Time-based thread-safe priority queue


I need some queue-like datastracture for the following task:

  1. Some thread adds data items with attached delay value (for example in seconds), e.g. queue.add(data, delay).
  2. There can be different delays as well as identical and queue should act as a priority queue:smaller delay item is closer to the end (gets dequeued faster)
  3. Every second delay of the queued items should decrease by 1 until it reaches 0 (then it will be left unchanged as 0)
  4. Amongst the items where delay is 0 the order of dequeuing is just their order of insertion (though the order of reaching 0 is better)
  5. Some client threads systematically get the elements from this queue, and it gives only the delay = 0 element. If none such exists, then it blocks, or throws.

Thus, I want some functionality of queue + a little scheduling, threadsafe. I suspect that this type of thing should be quite a regular task in some contexts.

My question: is there any production ready solution for java or scala for this type of task? I'd like not to reinvent another bicycle.

EDIT: it seems that there are exact such thing in java standard library: DelayQueue, take a look at it before following answers.


Solution

  • You may use a PriorityQueue that should take as input Comparable objects. You should compare these objects based on a Timestamp field (the smaller the better); as already mentioned by @Henry it would be better to store a Timestamp rather than a delay. This is very easy to implement; just store currentTime + delay.

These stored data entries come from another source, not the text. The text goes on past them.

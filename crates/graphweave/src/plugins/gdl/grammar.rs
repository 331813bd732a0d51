//! GDL/VCG block grammar
//!
//! Reads the nested `key: value` structure with chumsky. Nothing here knows
//! what the keys mean; the parser walks the resulting tree.

use chumsky::prelude::*;

use crate::core::chumsky_utils::{inline_whitespace, padding, quoted_string, to_parse_error, Extra};
use crate::core::{ParseError, Position};

/// A field value: plain text or a nested block
#[derive(Debug, Clone, PartialEq)]
pub(super) enum Value {
    Text(String),
    Block(Vec<Entry>),
}

#[derive(Debug, Clone, PartialEq)]
pub(super) struct Entry {
    pub key: String,
    pub value: Value,
    /// Byte offset of the key
    pub offset: usize,
}

fn field_name<'src>() -> impl Parser<'src, &'src str, String, Extra<'src>> + Clone {
    any()
        .filter(|c: &char| c.is_ascii_alphabetic() || *c == '_')
        .then(
            any()
                .filter(|c: &char| c.is_ascii_alphanumeric() || *c == '_' || *c == '.')
                .repeated(),
        )
        .to_slice()
        .map(|name: &str| name.to_string())
        .labelled("field name")
}

fn bare_value<'src>() -> impl Parser<'src, &'src str, String, Extra<'src>> + Clone {
    none_of(" \t\r\n;{}\"")
        .repeated()
        .at_least(1)
        .to_slice()
        .map(|value: &str| value.to_string())
        .labelled("value")
}

/// `{ key[:] value ... }` with values that may be blocks themselves
fn block<'src>() -> impl Parser<'src, &'src str, Vec<Entry>, Extra<'src>> + Clone {
    recursive(|block| {
        let value = choice((
            block.map(Value::Block),
            quoted_string().map(Value::Text),
            bare_value().map(Value::Text),
        ));

        let entry = field_name()
            .then_ignore(inline_whitespace())
            .then_ignore(just(':').or_not())
            .then_ignore(padding())
            .then(value)
            .map_with(|(key, value), e| Entry {
                key,
                value,
                offset: e.span().start,
            });

        entry
            .then_ignore(padding())
            .then_ignore(just(';').or_not())
            .then_ignore(padding())
            .repeated()
            .collect::<Vec<_>>()
            .delimited_by(just('{').then(padding()), just('}'))
            .labelled("block")
    })
}

/// `graph[:] { ... }` surrounded by comments and whitespace
fn document<'src>() -> impl Parser<'src, &'src str, Vec<Entry>, Extra<'src>> + Clone {
    padding()
        .ignore_then(just("graph"))
        .ignore_then(inline_whitespace())
        .ignore_then(just(':').or_not())
        .ignore_then(padding())
        .ignore_then(block())
        .then_ignore(padding())
        .then_ignore(end())
}

/// Check brace balance and depth before handing the text to the grammar
///
/// `limit` counts blocks nested inside the outer graph block.
pub(super) fn scan_blocks(input: &str, limit: usize) -> Result<(), ParseError> {
    let mut open: Vec<usize> = Vec::new();
    let mut chars = input.char_indices().peekable();
    while let Some((idx, ch)) = chars.next() {
        match ch {
            '"' => {
                let mut closed = false;
                while let Some((_, c)) = chars.next() {
                    if c == '\\' {
                        chars.next();
                    } else if c == '"' {
                        closed = true;
                        break;
                    }
                }
                if !closed {
                    return Err(ParseError::UnterminatedBlock {
                        opener: '"',
                        position: Position::from_offset(input, idx),
                    });
                }
            }
            '/' if input[idx..].starts_with("//") => {
                while chars.next_if(|(_, c)| *c != '\n').is_some() {}
            }
            '/' if input[idx..].starts_with("/*") => {
                let close = input[idx + 2..].find("*/").map(|at| idx + 2 + at + 2);
                let Some(close) = close else {
                    return Err(ParseError::UnterminatedBlock {
                        opener: '/',
                        position: Position::from_offset(input, idx),
                    });
                };
                while chars.next_if(|(at, _)| *at < close).is_some() {}
            }
            '{' => {
                open.push(idx);
                if open.len() > limit + 1 {
                    return Err(ParseError::NestingTooDeep {
                        limit,
                        position: Position::from_offset(input, idx),
                    });
                }
            }
            '}' => {
                open.pop();
            }
            _ => {}
        }
    }
    match open.last() {
        Some(&idx) => Err(ParseError::UnterminatedBlock {
            opener: '{',
            position: Position::from_offset(input, idx),
        }),
        None => Ok(()),
    }
}

/// Parse a whole GDL document into its top level entries
pub(super) fn parse_document(input: &str) -> Result<Vec<Entry>, ParseError> {
    document()
        .parse(input)
        .into_result()
        .map_err(|errors| to_parse_error(input, errors))
}

#[cfg(test)]
mod tests {
    use super::*;

    #[test]
    fn test_block_grammar() {
        let entries = parse_document("graph: { title: \"T\" node { title: a } }").unwrap();
        assert_eq!(entries.len(), 2);
        assert_eq!(entries[0].key, "title");
        assert_eq!(entries[0].value, Value::Text("T".to_string()));
        assert!(matches!(entries[1].value, Value::Block(ref fields) if fields.len() == 1));
    }

    #[test]
    fn test_bare_values_and_semicolons() {
        let entries = parse_document("graph: { node: { title: a; width: 40; } }").unwrap();
        let Value::Block(fields) = &entries[0].value else {
            panic!("expected a block");
        };
        assert_eq!(fields.len(), 2);
        assert_eq!(fields[1].key, "width");
        assert_eq!(fields[1].value, Value::Text("40".to_string()));
    }

    #[test]
    fn test_scan_blocks() {
        assert!(scan_blocks("graph: { a: \"}\" }", 4).is_ok());
        assert!(scan_blocks("graph: { // }\n }", 4).is_ok());
        assert!(matches!(
            scan_blocks("graph: { /* open", 4),
            Err(ParseError::UnterminatedBlock { opener: '/', .. })
        ));
        assert!(matches!(
            scan_blocks("graph: { node: {", 4),
            Err(ParseError::UnterminatedBlock { opener: '{', .. })
        ));
    }
}
//! Fixed capability set every transport binding must provide
//!
//! The orchestrator only sees `Toolset`; transport versions and response
//! wrapping differences stay inside the binding and the normalizer.

use async_trait::async_trait;
use serde_json::Value;
use std::collections::BTreeSet;
use xcat_core::{tool_names, Result, ToolInfo, XcatError};

/// A connected set of remote tools
#[async_trait]
pub trait Toolset: Send + Sync {
    /// List the tools the remote side exposes
    async fn list_tools(&self) -> Result<Vec<ToolInfo>>;

    /// Invoke a tool by name with named arguments
    ///
    /// Returns the raw, possibly wrapped, tool result. Callers pass it
    /// through [`crate::normalize_output`].
    async fn call_tool(&self, name: &str, arguments: Value) -> Result<Value>;

    /// Release the underlying connection
    async fn close(&self) -> Result<()>;
}

/// Names of the tools that survived the client's tool filter
#[derive(Debug, Clone, Default, PartialEq, Eq)]
pub struct ToolCatalog {
    names: BTreeSet<String>,
}

impl ToolCatalog {
    /// Keep only tools in [`tool_names::TOOL_FILTER`]
    pub fn from_tools(tools: &[ToolInfo]) -> Self {
        let names = tools
            .iter()
            .map(|t| t.name.as_str())
            .filter(|name| tool_names::TOOL_FILTER.contains(name))
            .map(str::to_string)
            .collect();
        Self { names }
    }

    /// Sorted tool names
    pub fn names(&self) -> Vec<String> {
        self.names.iter().cloned().collect()
    }

    pub fn is_empty(&self) -> bool {
        self.names.is_empty()
    }

    /// Fail unless `name` was listed
    pub fn require(&self, name: &str) -> Result<()> {
        if self.names.contains(name) {
            Ok(())
        } else {
            Err(XcatError::MissingTool {
                name: name.to_string(),
                available: self.names(),
            })
        }
    }

    /// Fail unless every tool the handshake calls was listed
    pub fn require_handshake_tools(&self) -> Result<()> {
        if self.is_empty() {
            return Err(XcatError::NoTools);
        }
        for name in tool_names::HANDSHAKE_TOOLS {
            self.require(name)?;
        }
        Ok(())
    }
}

#[cfg(test)]
mod tests {
    use super::*;

    fn tool(name: &str) -> ToolInfo {
        ToolInfo {
            name: name.to_string(),
            description: None,
        }
    }

    #[test]
    fn test_catalog_filters_and_sorts() {
        let catalog = ToolCatalog::from_tools(&[
            tool("x402_topup"),
            tool("delete_everything"),
            tool("create_crawl_task"),
        ]);
        assert_eq!(catalog.names(), vec!["create_crawl_task", "x402_topup"]);
    }

    #[test]
    fn test_require_handshake_tools() {
        let catalog = ToolCatalog::from_tools(&[
            tool("create_crawl_task"),
            tool("x402_topup"),
            tool("get_task_status"),
            tool("get_result_download_url"),
        ]);
        assert!(catalog.require_handshake_tools().is_ok());
    }

    #[test]
    fn test_empty_catalog() {
        let catalog = ToolCatalog::from_tools(&[]);
        assert!(matches!(
            catalog.require_handshake_tools(),
            Err(XcatError::NoTools)
        ));
    }

    #[test]
    fn test_missing_tool() {
        let catalog = ToolCatalog::from_tools(&[tool("create_crawl_task")]);
        match catalog.require_handshake_tools() {
            Err(XcatError::MissingTool { name, available }) => {
                assert_eq!(name, "x402_topup");
                assert_eq!(available, vec!["create_crawl_task"]);
            }
            other => panic!("expected MissingTool, got {:?}", other),
        }
    }
}
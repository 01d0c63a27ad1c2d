//! MCP client over the streamable HTTP transport
//!
//! One session per client: `initialize` on connect, `tools/list` and
//! `tools/call` while open, `DELETE` on close. Responses arrive either as a
//! plain JSON body or as an SSE stream whose `data:` lines carry JSON-RPC
//! messages.

use async_trait::async_trait;
use reqwest::header::{HeaderMap, HeaderValue, ACCEPT, CONTENT_TYPE};
use reqwest::StatusCode;
use serde_json::{json, Value};
use std::time::Duration;
use uuid::Uuid;
use xcat_core::fail_open::fail_open;
use xcat_core::{Result, ToolInfo, XcatError};

use crate::auth;
use crate::toolset::Toolset;
use crate::types::{
    ClientInfo, InitializeResult, JsonRpcRequest, JsonRpcResponse, ServerInfo, ToolsListResult,
    PROTOCOL_VERSION,
};

const SESSION_HEADER: &str = "mcp-session-id";
const MCP_ACCEPT: &str = "application/json, text/event-stream";
const DEFAULT_TIMEOUT_SECS: u64 = 60;
const MAX_ERROR_BODY: usize = 200;

/// Connected MCP session against a single endpoint
#[derive(Debug)]
pub struct McpClient {
    http: reqwest::Client,
    endpoint: String,
    session_id: Option<String>,
    server_info: ServerInfo,
    timeout: Duration,
}

impl McpClient {
    /// Open a session against `endpoint` (e.g. `https://xcatcher.top/mcp`)
    pub async fn connect(endpoint: &str, api_key: &str) -> Result<Self> {
        Self::connect_with(endpoint, api_key, ClientInfo::default()).await
    }

    /// Open a session announcing a custom client identity
    pub async fn connect_with(endpoint: &str, api_key: &str, client_info: ClientInfo) -> Result<Self> {
        let http = reqwest::Client::builder()
            .default_headers(auth::bearer_headers(api_key)?)
            .build()
            .map_err(|e| XcatError::Transport(format!("Failed to build HTTP client: {}", e)))?;

        let mut client = Self {
            http,
            endpoint: endpoint.to_string(),
            session_id: None,
            server_info: ServerInfo::default(),
            timeout: Duration::from_secs(DEFAULT_TIMEOUT_SECS),
        };

        tracing::info!("Initializing MCP session with {}", endpoint);

        let id = request_id("initialize");
        let request = JsonRpcRequest::new(
            id.clone(),
            "initialize",
            json!({
                "protocolVersion": PROTOCOL_VERSION,
                "clientInfo": client_info,
                "capabilities": {}
            }),
        );
        let response = client.post(&request).await?;

        client.session_id = response
            .headers()
            .get(SESSION_HEADER)
            .and_then(|h| h.to_str().ok())
            .map(str::to_string);

        let result = read_response(response, &id).await?;
        let init: InitializeResult = serde_json::from_value(result)?;
        client.server_info = init.server_info;

        match &client.session_id {
            Some(_) => tracing::debug!("MCP session established"),
            None => tracing::debug!("No session id provided (stateless server)"),
        }
        tracing::info!(
            "Connected to {} v{} (protocol {})",
            client.server_info.name,
            client.server_info.version,
            init.protocol_version.as_deref().unwrap_or(PROTOCOL_VERSION)
        );

        if let Err(e) = client.notify("notifications/initialized").await {
            // The server already holds a session for us
            fail_open("session.close", || client.close()).await;
            return Err(e);
        }
        Ok(client)
    }

    pub fn server_info(&self) -> &ServerInfo {
        &self.server_info
    }

    fn session_headers(&self) -> HeaderMap {
        let mut headers = HeaderMap::new();
        headers.insert(ACCEPT, HeaderValue::from_static(MCP_ACCEPT));
        headers.insert(CONTENT_TYPE, HeaderValue::from_static("application/json"));
        if let Some(value) = self
            .session_id
            .as_deref()
            .and_then(|sid| HeaderValue::from_str(sid).ok())
        {
            headers.insert(SESSION_HEADER, value);
        }
        headers
    }

    async fn post(&self, request: &JsonRpcRequest) -> Result<reqwest::Response> {
        tracing::debug!("MCP -> {}", request.method);

        let response = self
            .http
            .post(&self.endpoint)
            .headers(self.session_headers())
            .json(request)
            .timeout(self.timeout)
            .send()
            .await
            .map_err(|e| XcatError::Transport(format!("MCP request failed: {}", e)))?;

        let status = response.status();
        if status == StatusCode::NOT_FOUND && self.session_id.is_some() {
            return Err(XcatError::Transport(
                "MCP session expired (404); reconnect required".to_string(),
            ));
        }
        if !status.is_success() {
            let body = response
                .text()
                .await
                .unwrap_or_else(|_| "Unknown".to_string());
            return Err(XcatError::Transport(format!(
                "MCP server returned {}: {}",
                status,
                truncate(&body, MAX_ERROR_BODY)
            )));
        }
        Ok(response)
    }

    async fn request(&self, method: &str, params: Value) -> Result<Value> {
        let id = request_id(method);
        let response = self.post(&JsonRpcRequest::new(id.clone(), method, params)).await?;
        read_response(response, &id).await
    }

    async fn notify(&self, method: &str) -> Result<()> {
        self.post(&JsonRpcRequest::notification(method)).await?;
        Ok(())
    }
}

#[async_trait]
impl Toolset for McpClient {
    async fn list_tools(&self) -> Result<Vec<ToolInfo>> {
        let mut tools = Vec::new();
        let mut cursor: Option<String> = None;

        loop {
            let params = match &cursor {
                Some(c) => json!({ "cursor": c }),
                None => json!({}),
            };
            let page: ToolsListResult =
                serde_json::from_value(self.request("tools/list", params).await?)?;
            tools.extend(page.tools);

            match page.next_cursor {
                Some(next) if !next.is_empty() => cursor = Some(next),
                _ => break,
            }
        }

        tracing::debug!("tools/list returned {} tools", tools.len());
        Ok(tools)
    }

    async fn call_tool(&self, name: &str, arguments: Value) -> Result<Value> {
        self.request(
            "tools/call",
            json!({ "name": name, "arguments": arguments }),
        )
        .await
    }

    async fn close(&self) -> Result<()> {
        let Some(session_id) = &self.session_id else {
            return Ok(());
        };

        let response = self
            .http
            .delete(&self.endpoint)
            .header(SESSION_HEADER, session_id)
            .timeout(Duration::from_secs(10))
            .send()
            .await
            .map_err(|e| XcatError::Transport(format!("Failed to close MCP session: {}", e)))?;

        match response.status() {
            StatusCode::METHOD_NOT_ALLOWED => {
                tracing::debug!("Server does not support explicit session termination");
                Ok(())
            }
            status if status.is_success() || status == StatusCode::NOT_FOUND => {
                tracing::debug!("MCP session closed");
                Ok(())
            }
            status => Err(XcatError::Transport(format!(
                "Session close returned {}",
                status
            ))),
        }
    }
}

fn request_id(method: &str) -> String {
    format!("{}-{}", method, Uuid::new_v4())
}

fn truncate(text: &str, max: usize) -> &str {
    match text.char_indices().nth(max) {
        Some((idx, _)) => &text[..idx],
        None => text,
    }
}

async fn read_response(response: reqwest::Response, id: &str) -> Result<Value> {
    let content_type = response
        .headers()
        .get(CONTENT_TYPE)
        .and_then(|h| h.to_str().ok())
        .unwrap_or("application/json")
        .to_string();
    let body = response
        .text()
        .await
        .map_err(|e| XcatError::Transport(format!("Failed to read MCP response: {}", e)))?;
    extract_result(&content_type, &body, id)
}

/// Collect the JSON payloads of an SSE body
///
/// Multi-line `data:` fields of one event are joined with `\n`; events
/// whose data is not JSON are skipped.
pub(crate) fn parse_sse_messages(body: &str) -> Vec<Value> {
    let mut messages = Vec::new();
    let mut data: Vec<&str> = Vec::new();

    for line in body.lines() {
        if line.is_empty() {
            flush_event(&mut data, &mut messages);
        } else if let Some(rest) = line.strip_prefix("data:") {
            data.push(rest.strip_prefix(' ').unwrap_or(rest));
        }
    }
    flush_event(&mut data, &mut messages);

    messages
}

fn flush_event(data: &mut Vec<&str>, messages: &mut Vec<Value>) {
    if data.is_empty() {
        return;
    }
    if let Ok(value) = serde_json::from_str(&data.join("\n")) {
        messages.push(value);
    }
    data.clear();
}

/// Pick the JSON-RPC response answering `id` out of a response body
pub(crate) fn extract_result(content_type: &str, body: &str, id: &str) -> Result<Value> {
    let messages = if content_type.starts_with("text/event-stream") {
        parse_sse_messages(body)
    } else {
        match serde_json::from_str::<Value>(body) {
            Ok(Value::Array(batch)) => batch,
            Ok(single) => vec![single],
            Err(e) => {
                return Err(XcatError::Transport(format!(
                    "Failed to parse MCP response: {} (body: {})",
                    e,
                    truncate(body, MAX_ERROR_BODY)
                )))
            }
        }
    };

    let response = messages
        .into_iter()
        .filter_map(|m| serde_json::from_value::<JsonRpcResponse>(m).ok())
        .find(|m| m.answers(id))
        .ok_or_else(|| XcatError::Transport(format!("No MCP response for request {}", id)))?;

    if let Some(error) = response.error {
        return Err(XcatError::Rpc {
            code: error.code,
            message: error.message,
        });
    }
    Ok(response.result.unwrap_or(Value::Null))
}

    Then, when a client requests for the head element, you need to create a synchronized method that does the following operations:

    • first peek() to check if the head element has a timestamp < currentTime
    • if yes, poll() this element, else throw.

    2nd solution (ported from my comment):

    Actually, one could add a ScheduledThreadPoolExecutor as an intermediate layer; Now you don't need a Timestamp, just provide the delay to the executor.

    When each runnable/callable executes, the corresponding object is added to another normal FIFO Queue where it will be immediately available for polling;

    Your clients may now poll elements from this second FIFO Queue.